**TASK ITEM**
Report each line of the material below where the word "Deserialize" can be found.

BEGIN

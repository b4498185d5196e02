use std::process::Command;

fn main() {
    let describe = Command::new("git")
        .args(["describe", "--tags", "--always", "--dirty"])
        .output()
        .ok()
        .filter(|output| output.status.success())
        .map(|output| String::from_utf8_lossy(&output.stdout).trim().to_string())
        .filter(|describe| !describe.is_empty())
        .unwrap_or_else(|| env!("CARGO_PKG_VERSION").to_string());

    println!("cargo:rustc-env=GIT_DESCRIBE={}", describe);
    println!("cargo:rerun-if-changed=../.git/HEAD");
}
//! Device configuration

use std::fmt;
use std::str::FromStr;

use serde::{Deserialize, Serialize};
use tracing::debug;

/// Which endpoint driver to use
#[derive(Debug, Clone, Copy, Default, PartialEq, Eq, Serialize, Deserialize)]
#[serde(rename_all = "lowercase")]
pub enum DeviceBackend {
    /// PipeWire endpoint through the `wpctl` CLI
    #[default]
    Wpctl,
    /// In-process endpoint (no audio hardware)
    Memory,
}

impl FromStr for DeviceBackend {
    type Err = String;

    fn from_str(s: &str) -> Result<Self, Self::Err> {
        debug!(%s, "DeviceBackend::from_str: called");
        match s.to_lowercase().as_str() {
            "wpctl" | "pipewire" => Ok(Self::Wpctl),
            "memory" | "mem" => Ok(Self::Memory),
            _ => Err(format!("Unknown device backend: {}. Use: wpctl or memory", s)),
        }
    }
}

impl fmt::Display for DeviceBackend {
    fn fmt(&self, f: &mut fmt::Formatter<'_>) -> fmt::Result {
        match self {
            Self::Wpctl => write!(f, "wpctl"),
            Self::Memory => write!(f, "memory"),
        }
    }
}

/// Device configuration
#[derive(Debug, Clone, Serialize, Deserialize)]
#[serde(default)]
pub struct DeviceConfig {
    /// Endpoint driver
    pub backend: DeviceBackend,

    /// Endpoint to control (a wpctl node id or alias; a label for memory)
    pub target: String,

    /// Starting level of the memory backend
    #[serde(rename = "initial-level")]
    pub initial_level: f32,
}

impl Default for DeviceConfig {
    fn default() -> Self {
        Self {
            backend: DeviceBackend::Wpctl,
            target: "@DEFAULT_AUDIO_SOURCE@".to_string(),
            initial_level: 1.0,
        }
    }
}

END

**SOLVED EXERCISE**
use serde::{Deserialize, Serialize};
#[derive(Debug, Clone, Copy, Default, PartialEq, Eq, Serialize, Deserialize)]
#[derive(Debug, Clone, Serialize, Deserialize)]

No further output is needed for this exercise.